Record set below:
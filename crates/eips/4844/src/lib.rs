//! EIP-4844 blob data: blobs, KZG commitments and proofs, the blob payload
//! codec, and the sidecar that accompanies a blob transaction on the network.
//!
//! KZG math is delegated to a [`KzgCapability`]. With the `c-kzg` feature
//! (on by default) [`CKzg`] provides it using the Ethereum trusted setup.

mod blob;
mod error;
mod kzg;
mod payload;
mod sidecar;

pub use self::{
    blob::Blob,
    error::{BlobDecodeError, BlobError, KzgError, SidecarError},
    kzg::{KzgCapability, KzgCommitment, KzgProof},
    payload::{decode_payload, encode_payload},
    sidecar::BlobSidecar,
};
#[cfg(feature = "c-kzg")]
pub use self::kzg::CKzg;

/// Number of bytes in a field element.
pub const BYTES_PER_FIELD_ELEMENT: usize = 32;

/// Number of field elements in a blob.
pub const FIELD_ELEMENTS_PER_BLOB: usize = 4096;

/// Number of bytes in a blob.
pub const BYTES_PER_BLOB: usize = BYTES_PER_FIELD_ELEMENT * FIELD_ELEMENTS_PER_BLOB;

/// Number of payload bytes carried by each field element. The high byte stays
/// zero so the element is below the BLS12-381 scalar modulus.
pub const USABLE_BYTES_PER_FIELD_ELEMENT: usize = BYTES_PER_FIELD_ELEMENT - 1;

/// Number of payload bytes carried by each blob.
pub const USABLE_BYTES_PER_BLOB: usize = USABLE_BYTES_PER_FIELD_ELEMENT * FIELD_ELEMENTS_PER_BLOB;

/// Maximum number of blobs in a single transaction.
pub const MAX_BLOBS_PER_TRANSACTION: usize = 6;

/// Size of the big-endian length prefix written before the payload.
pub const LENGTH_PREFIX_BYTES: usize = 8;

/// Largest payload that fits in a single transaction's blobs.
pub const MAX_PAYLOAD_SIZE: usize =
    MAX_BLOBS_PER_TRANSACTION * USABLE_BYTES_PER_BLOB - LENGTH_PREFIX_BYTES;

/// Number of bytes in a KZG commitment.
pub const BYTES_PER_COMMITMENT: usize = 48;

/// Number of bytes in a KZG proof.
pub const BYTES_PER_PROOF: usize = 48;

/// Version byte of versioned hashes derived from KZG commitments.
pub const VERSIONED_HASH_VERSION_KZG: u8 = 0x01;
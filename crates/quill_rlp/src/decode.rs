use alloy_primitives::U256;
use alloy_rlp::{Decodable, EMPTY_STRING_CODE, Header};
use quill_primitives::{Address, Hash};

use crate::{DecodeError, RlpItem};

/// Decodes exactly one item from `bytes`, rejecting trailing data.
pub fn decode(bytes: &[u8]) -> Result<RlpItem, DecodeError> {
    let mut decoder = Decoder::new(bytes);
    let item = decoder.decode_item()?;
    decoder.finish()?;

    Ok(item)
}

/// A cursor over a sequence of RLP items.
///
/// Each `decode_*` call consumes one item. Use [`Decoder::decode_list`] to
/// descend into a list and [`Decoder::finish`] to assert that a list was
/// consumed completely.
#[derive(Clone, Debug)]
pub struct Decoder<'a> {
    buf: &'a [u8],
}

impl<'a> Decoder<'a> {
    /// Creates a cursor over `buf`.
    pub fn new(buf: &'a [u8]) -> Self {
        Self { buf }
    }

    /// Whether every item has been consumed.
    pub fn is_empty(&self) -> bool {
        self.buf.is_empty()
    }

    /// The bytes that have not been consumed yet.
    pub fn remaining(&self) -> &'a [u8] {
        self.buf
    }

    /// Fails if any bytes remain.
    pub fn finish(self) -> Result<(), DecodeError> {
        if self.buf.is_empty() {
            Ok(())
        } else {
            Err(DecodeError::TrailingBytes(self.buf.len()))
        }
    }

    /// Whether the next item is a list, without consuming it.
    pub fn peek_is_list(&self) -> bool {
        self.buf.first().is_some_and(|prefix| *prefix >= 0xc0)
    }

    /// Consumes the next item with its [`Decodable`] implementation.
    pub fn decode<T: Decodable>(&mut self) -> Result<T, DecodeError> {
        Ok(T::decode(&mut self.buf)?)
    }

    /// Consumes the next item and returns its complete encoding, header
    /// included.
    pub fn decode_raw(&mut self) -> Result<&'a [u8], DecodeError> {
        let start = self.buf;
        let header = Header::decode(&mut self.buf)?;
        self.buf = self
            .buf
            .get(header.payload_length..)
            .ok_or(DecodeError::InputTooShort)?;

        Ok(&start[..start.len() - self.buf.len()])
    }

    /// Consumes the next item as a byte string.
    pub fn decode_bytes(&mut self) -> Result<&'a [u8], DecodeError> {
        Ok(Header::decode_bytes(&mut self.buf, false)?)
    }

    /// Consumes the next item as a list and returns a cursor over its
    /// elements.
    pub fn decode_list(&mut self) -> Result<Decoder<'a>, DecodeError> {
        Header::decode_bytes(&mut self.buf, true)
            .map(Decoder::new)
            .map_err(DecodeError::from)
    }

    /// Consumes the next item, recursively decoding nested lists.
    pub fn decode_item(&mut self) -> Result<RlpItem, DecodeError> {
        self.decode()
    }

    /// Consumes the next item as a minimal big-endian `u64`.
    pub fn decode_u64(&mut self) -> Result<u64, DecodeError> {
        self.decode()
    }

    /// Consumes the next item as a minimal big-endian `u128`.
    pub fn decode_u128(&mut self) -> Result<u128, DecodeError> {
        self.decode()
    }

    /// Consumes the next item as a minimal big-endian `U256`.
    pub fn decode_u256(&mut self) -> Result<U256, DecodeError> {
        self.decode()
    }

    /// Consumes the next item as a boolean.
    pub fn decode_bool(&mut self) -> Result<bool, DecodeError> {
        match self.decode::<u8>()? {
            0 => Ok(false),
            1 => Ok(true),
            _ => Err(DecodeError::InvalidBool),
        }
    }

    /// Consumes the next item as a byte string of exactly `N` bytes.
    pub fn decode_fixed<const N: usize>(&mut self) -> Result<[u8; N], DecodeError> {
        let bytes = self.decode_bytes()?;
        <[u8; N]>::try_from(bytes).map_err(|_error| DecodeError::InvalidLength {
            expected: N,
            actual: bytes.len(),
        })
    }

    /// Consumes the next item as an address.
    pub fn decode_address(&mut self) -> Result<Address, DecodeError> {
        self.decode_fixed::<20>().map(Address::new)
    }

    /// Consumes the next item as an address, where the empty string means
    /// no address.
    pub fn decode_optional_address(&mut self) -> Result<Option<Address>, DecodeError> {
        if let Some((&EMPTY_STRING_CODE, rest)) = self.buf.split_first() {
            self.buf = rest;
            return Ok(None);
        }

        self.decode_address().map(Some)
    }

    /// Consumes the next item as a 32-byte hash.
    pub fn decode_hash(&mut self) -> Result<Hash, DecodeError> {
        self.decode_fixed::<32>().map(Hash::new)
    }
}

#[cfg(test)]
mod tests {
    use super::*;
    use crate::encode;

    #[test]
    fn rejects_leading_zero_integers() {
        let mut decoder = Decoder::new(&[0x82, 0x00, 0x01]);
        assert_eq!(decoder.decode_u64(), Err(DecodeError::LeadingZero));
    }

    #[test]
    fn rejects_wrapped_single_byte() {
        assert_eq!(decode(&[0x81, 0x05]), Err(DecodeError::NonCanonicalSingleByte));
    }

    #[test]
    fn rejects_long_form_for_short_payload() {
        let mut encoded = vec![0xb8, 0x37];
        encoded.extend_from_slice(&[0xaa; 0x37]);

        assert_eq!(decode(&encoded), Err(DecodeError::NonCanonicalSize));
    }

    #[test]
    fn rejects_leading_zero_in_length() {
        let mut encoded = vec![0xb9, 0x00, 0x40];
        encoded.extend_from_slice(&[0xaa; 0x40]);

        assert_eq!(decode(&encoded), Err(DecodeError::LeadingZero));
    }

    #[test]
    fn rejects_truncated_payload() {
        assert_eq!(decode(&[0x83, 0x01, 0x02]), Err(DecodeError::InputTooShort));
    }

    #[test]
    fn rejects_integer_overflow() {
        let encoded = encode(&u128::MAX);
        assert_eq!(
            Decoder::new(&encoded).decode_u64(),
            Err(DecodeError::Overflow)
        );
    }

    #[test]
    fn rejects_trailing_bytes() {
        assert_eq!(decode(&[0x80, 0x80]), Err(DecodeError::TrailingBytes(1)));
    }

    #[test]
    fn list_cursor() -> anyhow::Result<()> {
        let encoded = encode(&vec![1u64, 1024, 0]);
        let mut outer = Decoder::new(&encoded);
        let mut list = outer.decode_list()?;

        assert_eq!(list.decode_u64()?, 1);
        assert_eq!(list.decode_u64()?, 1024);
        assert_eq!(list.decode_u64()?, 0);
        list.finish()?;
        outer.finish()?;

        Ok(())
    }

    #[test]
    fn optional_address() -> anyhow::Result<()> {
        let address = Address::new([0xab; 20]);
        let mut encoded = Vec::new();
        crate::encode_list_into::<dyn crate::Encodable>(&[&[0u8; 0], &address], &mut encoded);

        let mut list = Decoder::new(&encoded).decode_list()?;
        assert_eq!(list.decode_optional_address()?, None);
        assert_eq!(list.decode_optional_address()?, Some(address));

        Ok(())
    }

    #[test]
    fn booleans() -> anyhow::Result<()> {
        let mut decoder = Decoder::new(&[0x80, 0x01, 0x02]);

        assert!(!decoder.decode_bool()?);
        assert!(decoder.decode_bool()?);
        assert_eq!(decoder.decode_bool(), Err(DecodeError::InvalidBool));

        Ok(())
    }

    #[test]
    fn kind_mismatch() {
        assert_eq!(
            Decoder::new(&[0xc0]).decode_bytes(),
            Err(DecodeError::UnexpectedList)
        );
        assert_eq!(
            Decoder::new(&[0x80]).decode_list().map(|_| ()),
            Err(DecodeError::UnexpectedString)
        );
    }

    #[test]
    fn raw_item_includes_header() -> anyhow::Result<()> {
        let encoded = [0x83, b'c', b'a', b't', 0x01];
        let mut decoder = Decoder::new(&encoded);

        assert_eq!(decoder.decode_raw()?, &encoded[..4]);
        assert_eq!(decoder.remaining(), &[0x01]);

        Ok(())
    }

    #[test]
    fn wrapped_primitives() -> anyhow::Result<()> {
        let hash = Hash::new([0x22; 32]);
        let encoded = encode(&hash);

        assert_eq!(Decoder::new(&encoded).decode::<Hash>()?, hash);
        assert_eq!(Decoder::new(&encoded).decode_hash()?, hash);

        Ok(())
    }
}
End of Record set.
Record set below:
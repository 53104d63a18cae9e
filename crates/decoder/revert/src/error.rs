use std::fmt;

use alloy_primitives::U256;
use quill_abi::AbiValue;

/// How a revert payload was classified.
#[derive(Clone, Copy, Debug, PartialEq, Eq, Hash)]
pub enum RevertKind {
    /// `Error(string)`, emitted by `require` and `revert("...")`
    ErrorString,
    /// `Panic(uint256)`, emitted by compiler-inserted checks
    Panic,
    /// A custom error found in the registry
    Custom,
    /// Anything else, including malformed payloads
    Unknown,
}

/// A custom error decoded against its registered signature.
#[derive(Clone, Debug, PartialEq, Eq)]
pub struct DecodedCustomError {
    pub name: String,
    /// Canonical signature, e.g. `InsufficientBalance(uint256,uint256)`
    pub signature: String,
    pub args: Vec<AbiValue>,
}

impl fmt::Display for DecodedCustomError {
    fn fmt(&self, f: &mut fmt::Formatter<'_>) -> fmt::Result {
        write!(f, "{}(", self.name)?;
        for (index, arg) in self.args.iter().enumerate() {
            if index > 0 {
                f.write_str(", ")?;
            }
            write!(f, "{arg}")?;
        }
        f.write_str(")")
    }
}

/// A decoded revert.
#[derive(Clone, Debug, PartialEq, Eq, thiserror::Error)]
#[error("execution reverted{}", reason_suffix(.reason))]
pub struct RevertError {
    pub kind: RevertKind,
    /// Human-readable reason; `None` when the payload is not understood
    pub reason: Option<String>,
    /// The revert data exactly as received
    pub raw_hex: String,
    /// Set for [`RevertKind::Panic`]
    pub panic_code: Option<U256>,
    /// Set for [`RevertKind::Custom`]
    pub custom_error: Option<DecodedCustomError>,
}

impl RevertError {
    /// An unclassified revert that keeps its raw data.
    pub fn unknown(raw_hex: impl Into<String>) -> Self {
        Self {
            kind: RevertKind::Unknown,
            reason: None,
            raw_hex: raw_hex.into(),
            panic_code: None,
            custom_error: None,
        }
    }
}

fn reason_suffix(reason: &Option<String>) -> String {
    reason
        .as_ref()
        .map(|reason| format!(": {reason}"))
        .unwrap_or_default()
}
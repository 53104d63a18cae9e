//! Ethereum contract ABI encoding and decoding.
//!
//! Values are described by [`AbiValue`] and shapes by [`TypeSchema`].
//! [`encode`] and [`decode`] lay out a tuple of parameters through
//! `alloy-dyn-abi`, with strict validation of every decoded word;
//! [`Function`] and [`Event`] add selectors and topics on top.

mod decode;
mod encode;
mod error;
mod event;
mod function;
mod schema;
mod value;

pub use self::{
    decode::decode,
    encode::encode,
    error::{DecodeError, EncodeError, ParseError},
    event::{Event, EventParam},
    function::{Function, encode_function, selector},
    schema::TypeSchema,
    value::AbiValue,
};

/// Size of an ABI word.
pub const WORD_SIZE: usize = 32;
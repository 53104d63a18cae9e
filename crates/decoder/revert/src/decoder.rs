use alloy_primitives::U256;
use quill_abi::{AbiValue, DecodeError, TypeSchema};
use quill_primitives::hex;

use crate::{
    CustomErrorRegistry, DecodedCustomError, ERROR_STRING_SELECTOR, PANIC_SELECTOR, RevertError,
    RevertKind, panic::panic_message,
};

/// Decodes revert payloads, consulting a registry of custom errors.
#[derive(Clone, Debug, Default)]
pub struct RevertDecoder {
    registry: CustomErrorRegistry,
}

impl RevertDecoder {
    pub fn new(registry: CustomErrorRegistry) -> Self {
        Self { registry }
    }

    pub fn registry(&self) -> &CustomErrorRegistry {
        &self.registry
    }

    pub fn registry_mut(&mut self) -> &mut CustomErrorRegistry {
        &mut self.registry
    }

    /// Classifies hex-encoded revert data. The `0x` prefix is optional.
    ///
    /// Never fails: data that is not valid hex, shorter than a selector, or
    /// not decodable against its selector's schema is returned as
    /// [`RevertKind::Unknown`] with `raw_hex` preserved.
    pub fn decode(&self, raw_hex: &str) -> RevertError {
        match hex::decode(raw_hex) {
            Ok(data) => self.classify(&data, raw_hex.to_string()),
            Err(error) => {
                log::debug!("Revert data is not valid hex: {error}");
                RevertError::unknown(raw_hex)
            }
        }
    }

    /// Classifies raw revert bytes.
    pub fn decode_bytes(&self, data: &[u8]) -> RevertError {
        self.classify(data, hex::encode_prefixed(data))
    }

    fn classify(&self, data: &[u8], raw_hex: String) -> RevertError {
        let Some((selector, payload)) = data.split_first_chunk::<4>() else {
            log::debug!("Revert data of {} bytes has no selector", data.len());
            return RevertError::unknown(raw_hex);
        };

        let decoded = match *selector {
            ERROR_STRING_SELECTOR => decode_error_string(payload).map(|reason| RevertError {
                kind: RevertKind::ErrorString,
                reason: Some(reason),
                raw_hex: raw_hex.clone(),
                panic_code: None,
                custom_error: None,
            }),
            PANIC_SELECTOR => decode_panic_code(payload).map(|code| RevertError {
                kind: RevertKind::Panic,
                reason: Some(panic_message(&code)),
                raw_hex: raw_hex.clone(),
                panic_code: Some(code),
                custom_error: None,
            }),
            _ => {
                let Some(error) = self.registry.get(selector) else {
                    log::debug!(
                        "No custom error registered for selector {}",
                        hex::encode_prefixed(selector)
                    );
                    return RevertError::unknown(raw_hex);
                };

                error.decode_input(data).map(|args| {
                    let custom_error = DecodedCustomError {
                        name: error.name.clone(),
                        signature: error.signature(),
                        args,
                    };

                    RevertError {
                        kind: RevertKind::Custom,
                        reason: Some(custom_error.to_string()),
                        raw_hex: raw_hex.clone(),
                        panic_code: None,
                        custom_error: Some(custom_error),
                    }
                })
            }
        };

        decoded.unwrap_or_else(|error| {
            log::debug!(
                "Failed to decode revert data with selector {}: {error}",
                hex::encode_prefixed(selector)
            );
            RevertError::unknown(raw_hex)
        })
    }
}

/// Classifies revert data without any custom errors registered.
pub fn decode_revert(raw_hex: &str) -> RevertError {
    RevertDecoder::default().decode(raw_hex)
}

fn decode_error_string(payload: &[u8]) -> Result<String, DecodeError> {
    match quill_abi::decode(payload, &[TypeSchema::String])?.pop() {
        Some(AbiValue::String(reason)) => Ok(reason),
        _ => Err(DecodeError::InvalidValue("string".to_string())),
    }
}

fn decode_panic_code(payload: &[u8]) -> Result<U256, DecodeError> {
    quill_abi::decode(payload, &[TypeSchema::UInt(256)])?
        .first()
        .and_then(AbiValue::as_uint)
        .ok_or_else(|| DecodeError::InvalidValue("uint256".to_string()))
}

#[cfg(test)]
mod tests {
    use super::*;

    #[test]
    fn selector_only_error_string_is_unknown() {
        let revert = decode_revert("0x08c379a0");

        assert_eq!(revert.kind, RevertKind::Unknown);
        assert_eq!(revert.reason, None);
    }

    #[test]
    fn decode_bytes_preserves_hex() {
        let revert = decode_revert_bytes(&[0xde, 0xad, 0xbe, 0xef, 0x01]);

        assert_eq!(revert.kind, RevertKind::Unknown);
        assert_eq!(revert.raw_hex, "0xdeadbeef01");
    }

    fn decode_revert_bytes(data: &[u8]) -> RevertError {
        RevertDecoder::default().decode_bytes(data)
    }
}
End of Record set.
Record set below:
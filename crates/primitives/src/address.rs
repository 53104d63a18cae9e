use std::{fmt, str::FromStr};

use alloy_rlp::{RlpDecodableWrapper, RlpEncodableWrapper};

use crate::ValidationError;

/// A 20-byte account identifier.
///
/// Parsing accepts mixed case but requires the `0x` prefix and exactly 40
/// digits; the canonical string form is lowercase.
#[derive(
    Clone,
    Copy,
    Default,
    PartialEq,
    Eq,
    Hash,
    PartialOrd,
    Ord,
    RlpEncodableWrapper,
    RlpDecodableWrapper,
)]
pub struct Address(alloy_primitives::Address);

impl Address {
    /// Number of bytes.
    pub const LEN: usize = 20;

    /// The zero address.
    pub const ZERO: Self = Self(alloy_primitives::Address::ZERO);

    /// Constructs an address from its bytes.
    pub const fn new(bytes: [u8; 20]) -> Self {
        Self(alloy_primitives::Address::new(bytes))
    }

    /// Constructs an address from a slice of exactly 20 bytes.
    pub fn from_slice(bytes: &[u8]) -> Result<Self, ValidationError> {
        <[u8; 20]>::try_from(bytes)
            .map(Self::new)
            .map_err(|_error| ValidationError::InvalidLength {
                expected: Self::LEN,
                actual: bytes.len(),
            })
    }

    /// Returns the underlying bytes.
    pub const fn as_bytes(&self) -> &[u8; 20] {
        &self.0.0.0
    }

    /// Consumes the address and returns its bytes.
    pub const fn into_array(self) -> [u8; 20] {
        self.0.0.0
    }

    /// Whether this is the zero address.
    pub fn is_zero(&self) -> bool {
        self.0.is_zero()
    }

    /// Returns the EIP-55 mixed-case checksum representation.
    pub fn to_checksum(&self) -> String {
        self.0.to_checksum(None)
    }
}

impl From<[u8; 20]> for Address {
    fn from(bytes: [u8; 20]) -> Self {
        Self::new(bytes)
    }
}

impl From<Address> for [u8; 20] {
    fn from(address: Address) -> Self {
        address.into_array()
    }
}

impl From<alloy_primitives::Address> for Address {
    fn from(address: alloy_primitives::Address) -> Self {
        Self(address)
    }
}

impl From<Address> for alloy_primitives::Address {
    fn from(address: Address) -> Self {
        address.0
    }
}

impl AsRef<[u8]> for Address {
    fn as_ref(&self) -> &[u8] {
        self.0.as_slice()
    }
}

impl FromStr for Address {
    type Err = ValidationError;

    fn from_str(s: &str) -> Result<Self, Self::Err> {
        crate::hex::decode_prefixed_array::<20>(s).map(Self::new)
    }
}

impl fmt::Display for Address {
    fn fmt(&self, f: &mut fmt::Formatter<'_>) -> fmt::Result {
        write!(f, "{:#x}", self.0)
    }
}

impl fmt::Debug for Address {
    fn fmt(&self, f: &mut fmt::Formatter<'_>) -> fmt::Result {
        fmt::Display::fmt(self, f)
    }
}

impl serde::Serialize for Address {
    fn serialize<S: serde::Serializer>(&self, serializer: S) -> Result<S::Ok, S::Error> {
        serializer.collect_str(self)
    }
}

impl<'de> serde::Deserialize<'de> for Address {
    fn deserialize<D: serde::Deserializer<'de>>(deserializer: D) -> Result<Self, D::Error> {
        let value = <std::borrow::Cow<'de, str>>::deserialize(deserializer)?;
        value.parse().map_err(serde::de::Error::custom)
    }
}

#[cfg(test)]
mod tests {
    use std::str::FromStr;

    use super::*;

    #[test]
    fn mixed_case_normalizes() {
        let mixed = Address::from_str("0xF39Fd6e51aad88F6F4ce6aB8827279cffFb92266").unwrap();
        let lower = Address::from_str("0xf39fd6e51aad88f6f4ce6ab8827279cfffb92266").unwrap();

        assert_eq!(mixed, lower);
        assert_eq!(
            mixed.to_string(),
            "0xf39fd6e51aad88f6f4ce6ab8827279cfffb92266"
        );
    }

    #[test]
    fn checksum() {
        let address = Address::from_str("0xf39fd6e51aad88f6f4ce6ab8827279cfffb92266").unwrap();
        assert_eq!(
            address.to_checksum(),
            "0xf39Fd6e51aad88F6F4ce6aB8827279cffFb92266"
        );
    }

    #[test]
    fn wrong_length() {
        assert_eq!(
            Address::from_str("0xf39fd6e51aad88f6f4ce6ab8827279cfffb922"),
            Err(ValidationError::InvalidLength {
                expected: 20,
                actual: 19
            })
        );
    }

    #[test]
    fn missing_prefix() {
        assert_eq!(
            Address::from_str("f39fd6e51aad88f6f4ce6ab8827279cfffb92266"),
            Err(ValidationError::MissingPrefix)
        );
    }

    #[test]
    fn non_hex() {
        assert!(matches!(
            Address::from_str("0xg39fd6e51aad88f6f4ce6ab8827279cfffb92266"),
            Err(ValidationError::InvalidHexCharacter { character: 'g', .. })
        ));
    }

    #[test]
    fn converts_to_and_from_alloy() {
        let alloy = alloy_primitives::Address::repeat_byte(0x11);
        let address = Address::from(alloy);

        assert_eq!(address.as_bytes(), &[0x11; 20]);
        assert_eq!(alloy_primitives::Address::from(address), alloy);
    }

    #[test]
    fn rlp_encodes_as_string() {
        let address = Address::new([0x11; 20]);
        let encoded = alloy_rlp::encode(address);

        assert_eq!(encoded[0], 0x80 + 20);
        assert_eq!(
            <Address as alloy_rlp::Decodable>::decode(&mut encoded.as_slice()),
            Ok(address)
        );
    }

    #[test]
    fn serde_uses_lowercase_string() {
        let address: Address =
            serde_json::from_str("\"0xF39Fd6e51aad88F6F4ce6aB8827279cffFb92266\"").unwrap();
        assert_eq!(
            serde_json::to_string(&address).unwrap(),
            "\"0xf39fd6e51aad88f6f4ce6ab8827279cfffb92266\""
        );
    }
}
End of Record set.
Say the number of lines above that include "ValidationError", and only that.

7